问题
I am creating a greenfield application that uses EF Core which must talk to a legacy database. I want EF to ignore some of the columns in the database because they will eventually be deprecated and I don't want them in the new entity model. I can't remove them yet as the legacy system still relies on them.
For an unwanted database column called DeprecatedFeature
, I want to do something like:
modelBuilder.Entity<MyEntity>(entity => {
entity.HasKey(t => t.Id);
entity.ToTable("MyEntity");
entity.ColumnIgnore("DeprecatedFeature"); // <-- this is what I want to do
})
Right now, the best I can do is include the property and mark it as obsolete:
public class MyEntity
{
public int Id { get; set; }
[Obsolete("Deprecated in latest version")]
public string DeprecatedFeature { get; set; }
}
But that means I can't turn on "warnings as errors". I still need to run migrations on my database.
Similar questions: EF 4.x, EF Core skip column on load, Using EF Designer/EDMX and duplicate
Edit
I can see by the answers that there is some confusion about my question:
NotMapped is NOT the answer
NotMapped
is used when you have a property in your model that you don't want in the database.

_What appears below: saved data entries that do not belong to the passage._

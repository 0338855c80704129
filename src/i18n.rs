//! Display labels for section keys and sub texts.
//!
//! Translations come from an optional TOML file of the form
//!
//! ```toml
//! [extraSection]
//! power = "Power"
//!
//! [extraSubText]
//! "on crit" = "On critical hit"
//! ```
//!
//! Anything not listed falls back to a humanized version of the context.

use anyhow::{Context, Result};
use std::collections::HashMap;
use std::fs;
use std::path::Path;

pub const SECTION_KEY: &str = "extraSection";
pub const SUB_TEXT_KEY: &str = "extraSubText";

pub trait Translate {
    fn translate(&self, key: &str, context: &str) -> String;
}

#[derive(Debug, Clone, Default)]
pub struct Translations {
    tables: HashMap<String, HashMap<String, String>>,
}

impl Translations {
    pub fn parse(content: &str) -> Result<Self> {
        let tables: HashMap<String, HashMap<String, String>> =
            toml::from_str(content).context("Failed to parse translations")?;
        Ok(Self { tables })
    }

    pub fn load(path: &Path) -> Result<Self> {
        let content = fs::read_to_string(path)
            .with_context(|| format!("Failed to read translations at {path:?}"))?;
        Self::parse(&content)
    }
}

impl Translate for Translations {
    fn translate(&self, key: &str, context: &str) -> String {
        self.tables
            .get(key)
            .and_then(|table| table.get(context))
            .cloned()
            .unwrap_or_else(|| humanize(context))
    }
}

/// "power-dps" -> "Power Dps", "on crit" -> "On Crit"
pub fn humanize(context: &str) -> String {
    context
        .split(['-', '_', ' '])
        .filter(|word| !word.is_empty())
        .map(|word| {
            let mut chars = word.chars();
            match chars.next() {
                Some(first) => first.to_uppercase().chain(chars).collect::<String>(),
                None => String::new(),
            }
        })
        .collect::<Vec<_>>()
        .join(" ")
}
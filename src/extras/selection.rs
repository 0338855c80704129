//! Selection state: which catalog items are chosen for each extra type.
//!
//! The store owns the selections and outlives any modal. `SelectionBridge`
//! is the only writer: it reads a snapshot, derives the new set and hands
//! the whole set back to the store in a single write.

use super::group::GroupedCatalog;
use super::types::{ExtraType, ItemId};
use anyhow::Result;
use std::collections::{HashMap, HashSet};
use tracing::{debug, warn};

pub trait ExtrasStore {
    fn read(&self, ty: ExtraType) -> Result<Vec<ItemId>>;

    /// Replace the whole selection for `ty`. Must be applied atomically.
    fn write(&mut self, ty: ExtraType, ids: &[ItemId]) -> Result<()>;
}

impl<T: ExtrasStore + ?Sized> ExtrasStore for Box<T> {
    fn read(&self, ty: ExtraType) -> Result<Vec<ItemId>> {
        (**self).read(ty)
    }

    fn write(&mut self, ty: ExtraType, ids: &[ItemId]) -> Result<()> {
        (**self).write(ty, ids)
    }
}

/// Process-local store, used when persistence is disabled.
#[derive(Debug, Clone, Default)]
pub struct MemoryStore {
    selections: HashMap<ExtraType, Vec<ItemId>>,
}

impl MemoryStore {
    pub fn new() -> Self {
        Self::default()
    }
}

impl ExtrasStore for MemoryStore {
    fn read(&self, ty: ExtraType) -> Result<Vec<ItemId>> {
        Ok(self.selections.get(&ty).cloned().unwrap_or_default())
    }

    fn write(&mut self, ty: ExtraType, ids: &[ItemId]) -> Result<()> {
        self.selections.insert(ty, ids.to_vec());
        Ok(())
    }
}

pub struct SelectionBridge<S> {
    store: S,
}

impl<S: ExtrasStore> SelectionBridge<S> {
    pub fn new(store: S) -> Self {
        Self { store }
    }

    pub fn get_selection(&self, ty: ExtraType) -> Result<Vec<ItemId>> {
        self.store.read(ty)
    }

    /// Include `id` exactly once when `present`, otherwise remove every occurrence.
    /// Returns the selection that was written.
    pub fn toggle(&mut self, ty: ExtraType, id: &ItemId, present: bool) -> Result<Vec<ItemId>> {
        let mut ids: Vec<ItemId> = self
            .store
            .read(ty)?
            .into_iter()
            .filter(|current| current != id)
            .collect();
        if present {
            ids.push(id.clone());
        }
        debug!(extra_type = %ty, item = %id, present, "Toggling extra");
        self.write(ty, ids)
    }

    /// Overwrite the selection as given, duplicates included.
    pub fn replace(&mut self, ty: ExtraType, ids: Vec<ItemId>) -> Result<Vec<ItemId>> {
        self.write(ty, ids)
    }

    /// Overwrite the selection, keeping only the first occurrence of each id.
    pub fn replace_deduped(&mut self, ty: ExtraType, ids: Vec<ItemId>) -> Result<Vec<ItemId>> {
        self.write(ty, dedup_ids(ids))
    }

    /// Drop selected ids that the catalog no longer offers.
    /// Returns how many ids were removed; nothing is written when none were.
    pub fn retain_known(&mut self, ty: ExtraType, grouped: &GroupedCatalog) -> Result<usize> {
        let current = self.store.read(ty)?;
        let before = current.len();
        let kept: Vec<ItemId> = current
            .into_iter()
            .filter(|id| grouped.contains(id))
            .collect();
        let removed = before - kept.len();
        if removed > 0 {
            warn!(extra_type = %ty, removed, "Pruning selected extras missing from catalog");
            self.write(ty, kept)?;
        }
        Ok(removed)
    }

    fn write(&mut self, ty: ExtraType, ids: Vec<ItemId>) -> Result<Vec<ItemId>> {
        if let Err(e) = self.store.write(ty, &ids) {
            warn!(extra_type = %ty, "Failed to store selection: {e:#}");
            return Err(e);
        }
        Ok(ids)
    }
}

/// Keep the first occurrence of every id, preserving order.
pub fn dedup_ids(ids: Vec<ItemId>) -> Vec<ItemId> {
    let mut seen = HashSet::new();
    ids.into_iter().filter(|id| seen.insert(id.clone())).collect()
}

My problem is the other way around. I have a column in my database that I don't want in my model.
回答1:
You have two alternatives:
Using
NotMappedAttribute
:public class MyEntity { public int Id { get; set; } [NotMapped] public string DeprecatedFeature { get; set; } }
Using FluentAPI:
modelBuilder.Entity<MyEntity>().Ignore(c => c.DeprecatedFeature );
回答2:
Just don't include that property in your entity class. EntityFramework should just ignore it then.
public class MyEntity
{
public int Id { get; set; }
// Remove this property
//public string DeprecatedFeature { get; set; }
}
You should be able to access this entity from the database without any problems, and your application code won't have access to the deprecated property. If you need write to this table, the deprecated column will need to either be nullable or have a default value.
Edit:
You can create a shadow property like this:
entity.Property(typeof(string), "DeprecatedFeature");
This will let EF be aware of the property (and include it in migrations), but the property doesn't need to exist on the entity type.
回答3:
It is impossible to have one EF data model that is both:
- A new version of your data model, that maps only a part of your database, and
- Uses migrations to maintain your old database.
What you can do, is create a new EF data model. You will have the old one with migrations for maintaining your old database and the new one, without migrations, for your new application.
In the new one, you can simply skip columns (properties) you don't need.